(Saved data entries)

-- Opening Marker --

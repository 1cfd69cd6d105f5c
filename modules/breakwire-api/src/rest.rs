//! REST handlers for the public and admin surfaces.

use std::sync::Arc;

use axum::{
    extract::{Path, Query, State},
    http::StatusCode,
    response::{IntoResponse, Json, Response},
};
use serde::Deserialize;
use tracing::warn;
use uuid::Uuid;

use breakwire_common::{BreakwireError, UserReputation};
use breakwire_engine::{IntakeOutcome, SubmissionRequest};

use crate::AppState;

const DEFAULT_PAGE: i64 = 50;
const MAX_PAGE: i64 = 100;

// --- Query structs ---

#[derive(Deserialize)]
pub struct LeaderboardQuery {
    limit: Option<i64>,
    offset: Option<i64>,
}

#[derive(Deserialize)]
pub struct ViralityQuery {
    /// Number of history snapshots to return.
    history: Option<i64>,
}

// --- Helpers ---

fn error_response(e: BreakwireError) -> Response {
    let status = match &e {
        BreakwireError::Validation(_) => StatusCode::BAD_REQUEST,
        BreakwireError::NotFound { .. } => StatusCode::NOT_FOUND,
        BreakwireError::Conflict(_) | BreakwireError::IllegalTransition { .. } => {
            StatusCode::CONFLICT
        }
        _ => StatusCode::INTERNAL_SERVER_ERROR,
    };
    if status == StatusCode::INTERNAL_SERVER_ERROR {
        warn!(error = %e, "Request failed");
    }
    (status, Json(serde_json::json!({ "error": e.to_string() }))).into_response()
}

fn page_bounds(query: &LeaderboardQuery) -> (i64, i64) {
    let limit = query.limit.unwrap_or(DEFAULT_PAGE).clamp(1, MAX_PAGE);
    let offset = query.offset.unwrap_or(0).max(0);
    (limit, offset)
}

fn leaderboard_json(entries: &[UserReputation], weekly: bool) -> serde_json::Value {
    let rows: Vec<serde_json::Value> = entries
        .iter()
        .map(|r| {
            serde_json::json!({
                "userId": r.user_id,
                "kudos": if weekly { r.weekly_kudos } else { r.total_kudos },
                "rank": if weekly { r.weekly_rank } else { r.all_time_rank },
            })
        })
        .collect();
    serde_json::json!({ "entries": rows })
}

// --- Handlers ---

/// Dry-run matching: decision, confidence, reasoning, best match,
/// candidates, and the extracted entities. Writes nothing.
pub async fn api_match_check(
    State(state): State<Arc<AppState>>,
    Json(body): Json<SubmissionRequest>,
) -> Response {
    match state.intake.match_check(&body).await {
        Ok(check) => Json(check).into_response(),
        Err(e) => error_response(e),
    }
}

/// Full submission intake. `forceNew` bypasses matching; `discoverStoryId`
/// confirms a previously suggested match.
pub async fn api_submit(
    State(state): State<Arc<AppState>>,
    Json(body): Json<SubmissionRequest>,
) -> Response {
    match state.intake.submit(body).await {
        Ok(outcome) => {
            let status = match &outcome {
                IntakeOutcome::Created { .. } => StatusCode::CREATED,
                _ => StatusCode::OK,
            };
            (status, Json(outcome)).into_response()
        }
        Err(e) => error_response(e),
    }
}

pub async fn api_story_detail(
    State(state): State<Arc<AppState>>,
    Path(id): Path<Uuid>,
) -> Response {
    let key = format!("stories:{id}");
    if let Some(cached) = state.cache.get(&key) {
        return Json(cached).into_response();
    }
    match state.store.story_by_id(id).await {
        Ok(story) => {
            let value = serde_json::json!(story);
            state.cache.put(&key, value.clone());
            Json(value).into_response()
        }
        Err(e) => error_response(e),
    }
}

pub async fn api_story_virality(
    State(state): State<Arc<AppState>>,
    Path(id): Path<Uuid>,
    Query(query): Query<ViralityQuery>,
) -> Response {
    let history = query.history.unwrap_or(20).clamp(1, MAX_PAGE);
    let window = state.engine_config.virality.decay_window as i64;

    let story = match state.store.story_by_id(id).await {
        Ok(story) => story,
        Err(e) => return error_response(e),
    };
    let snapshots = match state.store.recent_snapshots(id, history.max(window)).await {
        Ok(snapshots) => snapshots,
        Err(e) => return error_response(e),
    };
    let verdict = state.detector.assess(&snapshots, story.peak_virality_score);

    let history: Vec<serde_json::Value> = snapshots
        .iter()
        .take(history as usize)
        .map(|s| {
            serde_json::json!({
                "score": s.score,
                "velocityChange": s.velocity_change,
                "trend": s.trend,
                "recordedAt": s.recorded_at,
            })
        })
        .collect();

    Json(serde_json::json!({
        "storyId": story.id,
        "current": story.virality_score,
        "peak": story.peak_virality_score,
        "trend": story.trend,
        "isDecaying": verdict.decaying,
        "decayReason": verdict.reason,
        "history": history,
    }))
    .into_response()
}

pub async fn api_leaderboard_weekly(
    State(state): State<Arc<AppState>>,
    Query(query): Query<LeaderboardQuery>,
) -> Response {
    let (limit, offset) = page_bounds(&query);
    let key = format!("leaderboards:weekly:{limit}:{offset}");
    if let Some(cached) = state.cache.get(&key) {
        return Json(cached).into_response();
    }
    match state.store.weekly_leaderboard(limit, offset).await {
        Ok(entries) => {
            let value = leaderboard_json(&entries, true);
            state.cache.put(&key, value.clone());
            Json(value).into_response()
        }
        Err(e) => error_response(e),
    }
}

pub async fn api_leaderboard_alltime(
    State(state): State<Arc<AppState>>,
    Query(query): Query<LeaderboardQuery>,
) -> Response {
    let (limit, offset) = page_bounds(&query);
    let key = format!("leaderboards:alltime:{limit}:{offset}");
    if let Some(cached) = state.cache.get(&key) {
        return Json(cached).into_response();
    }
    match state.store.all_time_leaderboard(limit, offset).await {
        Ok(entries) => {
            let value = leaderboard_json(&entries, false);
            state.cache.put(&key, value.clone());
            Json(value).into_response()
        }
        Err(e) => error_response(e),
    }
}

pub async fn api_user_reputation(
    State(state): State<Arc<AppState>>,
    Path(id): Path<Uuid>,
) -> Response {
    match state.store.reputation(id).await {
        Ok(rep) => Json(serde_json::json!({
            "userId": rep.user_id,
            "totalKudos": rep.total_kudos,
            "weeklyKudos": rep.weekly_kudos,
            "allTimeRank": rep.all_time_rank,
            "weeklyRank": rep.weekly_rank,
        }))
        .into_response(),
        Err(e) => error_response(e),
    }
}

/// Manual settlement for one story. Idempotent: an already-settled story
/// comes back as a not-eligible outcome, not an error.
pub async fn api_admin_settle(
    State(state): State<Arc<AppState>>,
    Path(id): Path<Uuid>,
) -> Response {
    match state.settlement.settle_story(id).await {
        Ok(outcome) => Json(outcome).into_response(),
        Err(e) => error_response(e),
    }
}

#[cfg(test)]
mod tests {
    use super::*;

    #[test]
    fn page_bounds_clamp_limit_and_offset() {
        let q = LeaderboardQuery {
            limit: Some(10_000),
            offset: Some(-5),
        };
        assert_eq!(page_bounds(&q), (MAX_PAGE, 0));

        let q = LeaderboardQuery {
            limit: None,
            offset: None,
        };
        assert_eq!(page_bounds(&q), (DEFAULT_PAGE, 0));
    }

    #[test]
    fn leaderboard_json_picks_the_right_board() {
        let rep = UserReputation {
            user_id: Uuid::new_v4(),
            total_kudos: 900,
            weekly_kudos: 120,
            all_time_rank: Some(3),
            weekly_rank: Some(1),
        };
        let weekly = leaderboard_json(std::slice::from_ref(&rep), true);
        assert_eq!(weekly["entries"][0]["kudos"], 120);
        assert_eq!(weekly["entries"][0]["rank"], 1);

        let all_time = leaderboard_json(&[rep], false);
        assert_eq!(all_time["entries"][0]["kudos"], 900);
        assert_eq!(all_time["entries"][0]["rank"], 3);
    }
}
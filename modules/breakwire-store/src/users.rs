use sqlx::{FromRow, PgConnection};
use uuid::Uuid;

use breakwire_common::{BreakwireError, UserReputation};

use crate::Store;

#[derive(FromRow)]
struct ReputationRow {
    id: Uuid,
    total_kudos: i64,
    weekly_kudos: i64,
    all_time_rank: Option<i32>,
    weekly_rank: Option<i32>,
}

impl ReputationRow {
    fn into_reputation(self) -> UserReputation {
        UserReputation {
            user_id: self.id,
            total_kudos: self.total_kudos,
            weekly_kudos: self.weekly_kudos,
            all_time_rank: self.all_time_rank,
            weekly_rank: self.weekly_rank,
        }
    }
}

fn db_err(e: sqlx::Error) -> BreakwireError {
    BreakwireError::Database(e.to_string())
}

impl Store {
    /// Create the user row if it does not exist yet.
    pub async fn ensure_user(&self, user_id: Uuid) -> Result<(), BreakwireError> {
        sqlx::query("INSERT INTO users (id) VALUES ($1) ON CONFLICT (id) DO NOTHING")
            .bind(user_id)
            .execute(&self.pool)
            .await
            .map_err(db_err)?;
        Ok(())
    }

    /// Move a user's running totals. Runs inside the same transaction as
    /// the matching ledger append.
    pub async fn credit_kudos(
        &self,
        conn: &mut PgConnection,
        user_id: Uuid,
        amount: i64,
    ) -> Result<(), BreakwireError> {
        let result = sqlx::query(
            "UPDATE users
             SET total_kudos = total_kudos + $2, weekly_kudos = weekly_kudos + $2
             WHERE id = $1",
        )
        .bind(user_id)
        .bind(amount)
        .execute(&mut *conn)
        .await
        .map_err(db_err)?;

        if result.rows_affected() == 0 {
            return Err(BreakwireError::not_found("user", user_id));
        }
        Ok(())
    }

    pub async fn reputation(&self, user_id: Uuid) -> Result<UserReputation, BreakwireError> {
        let row = sqlx::query_as::<_, ReputationRow>(
            "SELECT id, total_kudos, weekly_kudos, all_time_rank, weekly_rank
             FROM users WHERE id = $1",
        )
        .bind(user_id)
        .fetch_optional(&self.pool)
        .await
        .map_err(db_err)?;

        row.map(ReputationRow::into_reputation)
            .ok_or_else(|| BreakwireError::not_found("user", user_id))
    }

    /// Every user's reputation fields, for the full rank recompute.
    pub async fn all_reputations(&self) -> Result<Vec<UserReputation>, BreakwireError> {
        let rows = sqlx::query_as::<_, ReputationRow>(
            "SELECT id, total_kudos, weekly_kudos, all_time_rank, weekly_rank FROM users",
        )
        .fetch_all(&self.pool)
        .await
        .map_err(db_err)?;
        Ok(rows.into_iter().map(ReputationRow::into_reputation).collect())
    }

    /// Overwrite derived rank fields. Rank state is never authoritative,
    /// so a redundant rewrite of identical values is harmless.
    pub async fn write_ranks(
        &self,
        ranks: &[(Uuid, Option<i32>, Option<i32>)],
    ) -> Result<(), BreakwireError> {
        let mut tx = self.pool.begin().await.map_err(db_err)?;
        for (user_id, all_time_rank, weekly_rank) in ranks {
            sqlx::query("UPDATE users SET all_time_rank = $2, weekly_rank = $3 WHERE id = $1")
                .bind(user_id)
                .bind(all_time_rank)
                .bind(weekly_rank)
                .execute(&mut *tx)
                .await
                .map_err(db_err)?;
        }
        tx.commit().await.map_err(db_err)?;
        Ok(())
    }

    /// Users holding nonzero weekly kudos, locked for the weekly reset.
    pub async fn users_with_weekly_kudos(
        &self,
        conn: &mut PgConnection,
    ) -> Result<Vec<UserReputation>, BreakwireError> {
        let rows = sqlx::query_as::<_, ReputationRow>(
            "SELECT id, total_kudos, weekly_kudos, all_time_rank, weekly_rank
             FROM users WHERE weekly_kudos <> 0 FOR UPDATE",
        )
        .fetch_all(&mut *conn)
        .await
        .map_err(db_err)?;
        Ok(rows.into_iter().map(ReputationRow::into_reputation).collect())
    }

    /// Zero one user's weekly kudos and rank. Total kudos untouched.
    pub async fn zero_weekly_kudos(
        &self,
        conn: &mut PgConnection,
        user_id: Uuid,
    ) -> Result<(), BreakwireError> {
        sqlx::query("UPDATE users SET weekly_kudos = 0, weekly_rank = NULL WHERE id = $1")
            .bind(user_id)
            .execute(&mut *conn)
            .await
            .map_err(db_err)?;
        Ok(())
    }

    /// Weekly leaderboard page: nonzero weekly kudos, best first.
    pub async fn weekly_leaderboard(
        &self,
        limit: i64,
        offset: i64,
    ) -> Result<Vec<UserReputation>, BreakwireError> {
        let rows = sqlx::query_as::<_, ReputationRow>(
            "SELECT id, total_kudos, weekly_kudos, all_time_rank, weekly_rank
             FROM users
             WHERE weekly_kudos > 0
             ORDER BY weekly_kudos DESC, id ASC
             LIMIT $1 OFFSET $2",
        )
        .bind(limit)
        .bind(offset)
        .fetch_all(&self.pool)
        .await
        .map_err(db_err)?;
        Ok(rows.into_iter().map(ReputationRow::into_reputation).collect())
    }

    pub async fn all_time_leaderboard(
        &self,
        limit: i64,
        offset: i64,
    ) -> Result<Vec<UserReputation>, BreakwireError> {
        let rows = sqlx::query_as::<_, ReputationRow>(
            "SELECT id, total_kudos, weekly_kudos, all_time_rank, weekly_rank
             FROM users
             ORDER BY total_kudos DESC, id ASC
             LIMIT $1 OFFSET $2",
        )
        .bind(limit)
        .bind(offset)
        .fetch_all(&self.pool)
        .await
        .map_err(db_err)?;
        Ok(rows.into_iter().map(ReputationRow::into_reputation).collect())
    }
}
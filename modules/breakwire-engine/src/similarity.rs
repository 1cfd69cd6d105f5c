//! Pure similarity utilities: cosine over embeddings, Jaccard over entity
//! sets, and the category-weighted entity overlap used by the match scorer.

use std::collections::HashSet;

use breakwire_common::EntitySet;

/// Per-category weights for entity overlap. Events identify a story more
/// strongly than the places it happened in.
const ENTITY_WEIGHTS: [(f64, fn(&EntitySet) -> &Vec<String>); 5] = [
    (0.30, |e| &e.events),
    (0.25, |e| &e.people),
    (0.20, |e| &e.organizations),
    (0.15, |e| &e.topics),
    (0.10, |e| &e.locations),
];

pub fn cosine_similarity(a: &[f32], b: &[f32]) -> f64 {
    let dot: f64 = a.iter().zip(b.iter()).map(|(x, y)| (*x as f64) * (*y as f64)).sum();
    let norm_a: f64 = a.iter().map(|x| (*x as f64) * (*x as f64)).sum::<f64>().sqrt();
    let norm_b: f64 = b.iter().map(|x| (*x as f64) * (*x as f64)).sum::<f64>().sqrt();
    if norm_a == 0.0 || norm_b == 0.0 {
        return 0.0;
    }
    dot / (norm_a * norm_b)
}

/// Case-insensitive Jaccard similarity. Two empty sets score 0.0, not 1.0 —
/// absence of evidence is not a match signal.
pub fn jaccard(a: &[String], b: &[String]) -> f64 {
    let set_a: HashSet<String> = a.iter().map(|s| s.to_lowercase()).collect();
    let set_b: HashSet<String> = b.iter().map(|s| s.to_lowercase()).collect();
    if set_a.is_empty() && set_b.is_empty() {
        return 0.0;
    }
    let intersection = set_a.intersection(&set_b).count() as f64;
    let union = set_a.union(&set_b).count() as f64;
    intersection / union
}

/// Weighted per-category Jaccard across entity sets, in [0, 1].
pub fn entity_overlap(a: &EntitySet, b: &EntitySet) -> f64 {
    ENTITY_WEIGHTS
        .iter()
        .map(|(weight, accessor)| weight * jaccard(accessor(a), accessor(b)))
        .sum()
}

#[cfg(test)]
mod tests {
    use super::*;

    fn entities(events: &[&str], people: &[&str]) -> EntitySet {
        EntitySet {
            events: events.iter().map(|s| s.to_string()).collect(),
            people: people.iter().map(|s| s.to_string()).collect(),
            ..Default::default()
        }
    }

    // --- cosine_similarity tests ---

    #[test]
    fn identical_vectors_similarity_is_one() {
        let v = vec![1.0, 2.0, 3.0];
        assert!((cosine_similarity(&v, &v) - 1.0).abs() < 1e-10);
    }

    #[test]
    fn orthogonal_vectors_similarity_is_zero() {
        let a = vec![1.0, 0.0];
        let b = vec![0.0, 1.0];
        assert!(cosine_similarity(&a, &b).abs() < 1e-10);
    }

    #[test]
    fn zero_norm_returns_zero() {
        let a = vec![1.0, 2.0];
        let b = vec![0.0, 0.0];
        assert_eq!(cosine_similarity(&a, &b), 0.0);
        assert_eq!(cosine_similarity(&b, &a), 0.0);
    }

    #[test]
    fn scaled_vectors_are_identical_similarity() {
        let a = vec![1.0, 2.0, 3.0];
        let b = vec![2.0, 4.0, 6.0];
        assert!((cosine_similarity(&a, &b) - 1.0).abs() < 1e-10);
    }

    // --- jaccard tests ---

    #[test]
    fn jaccard_is_case_insensitive() {
        let a = vec!["NASA".to_string(), "SpaceX".to_string()];
        let b = vec!["nasa".to_string(), "spacex".to_string()];
        assert!((jaccard(&a, &b) - 1.0).abs() < 1e-10);
    }

    #[test]
    fn jaccard_partial_overlap() {
        let a = vec!["a".to_string(), "b".to_string(), "c".to_string()];
        let b = vec!["b".to_string(), "c".to_string(), "d".to_string()];
        // intersection 2, union 4
        assert!((jaccard(&a, &b) - 0.5).abs() < 1e-10);
    }

    #[test]
    fn both_empty_is_neutral_zero() {
        assert_eq!(jaccard(&[], &[]), 0.0);
    }

    #[test]
    fn one_empty_is_zero() {
        let a = vec!["x".to_string()];
        assert_eq!(jaccard(&a, &[]), 0.0);
    }

    #[test]
    fn duplicate_entries_do_not_inflate() {
        let a = vec!["x".to_string(), "X".to_string(), "x".to_string()];
        let b = vec!["x".to_string()];
        assert!((jaccard(&a, &b) - 1.0).abs() < 1e-10);
    }

    // --- entity_overlap tests ---

    #[test]
    fn entity_weights_sum_to_one() {
        let sum: f64 = ENTITY_WEIGHTS.iter().map(|(w, _)| w).sum();
        assert!((sum - 1.0).abs() < 1e-10);
    }

    #[test]
    fn full_overlap_across_all_categories_is_one() {
        let a = EntitySet {
            people: vec!["p".into()],
            organizations: vec!["o".into()],
            locations: vec!["l".into()],
            events: vec!["e".into()],
            topics: vec!["t".into()],
            ..Default::default()
        };
        assert!((entity_overlap(&a, &a.clone()) - 1.0).abs() < 1e-10);
    }

    #[test]
    fn events_count_more_than_locations() {
        let base = EntitySet::default();
        let event_match = entity_overlap(
            &entities(&["earthquake"], &[]),
            &entities(&["earthquake"], &[]),
        );
        let location_match = entity_overlap(
            &EntitySet {
                locations: vec!["chile".into()],
                ..base.clone()
            },
            &EntitySet {
                locations: vec!["chile".into()],
                ..base
            },
        );
        assert!(event_match > location_match);
        assert!((event_match - 0.30).abs() < 1e-10);
        assert!((location_match - 0.10).abs() < 1e-10);
    }

    #[test]
    fn dates_do_not_contribute() {
        let a = EntitySet {
            dates: vec!["2026-08-01".into()],
            ..Default::default()
        };
        assert_eq!(entity_overlap(&a, &a.clone()), 0.0);
    }
}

-- Closing Marker --

▶ _WHAT YOU NEED TO DO_: Transcribe the lines from the first line of the records through the line that contains "let status = match &e", both included, and add nothing else.

▶ _YOUR RESPONSE_:
repository 1cfd69cd6d105f5c
filename modules/breakwire-api/src/rest.rs
//! REST handlers for the public and admin surfaces.

use std::sync::Arc;

use axum::{
    extract::{Path, Query, State},
    http::StatusCode,
    response::{IntoResponse, Json, Response},
};
use serde::Deserialize;
use tracing::warn;
use uuid::Uuid;

use breakwire_common::{BreakwireError, UserReputation};
use breakwire_engine::{IntakeOutcome, SubmissionRequest};

use crate::AppState;

const DEFAULT_PAGE: i64 = 50;
const MAX_PAGE: i64 = 100;

// --- Query structs ---

#[derive(Deserialize)]
pub struct LeaderboardQuery {
    limit: Option<i64>,
    offset: Option<i64>,
}

#[derive(Deserialize)]
pub struct ViralityQuery {
    /// Number of history snapshots to return.
    history: Option<i64>,
}

// --- Helpers ---

fn error_response(e: BreakwireError) -> Response {
    let status = match &e {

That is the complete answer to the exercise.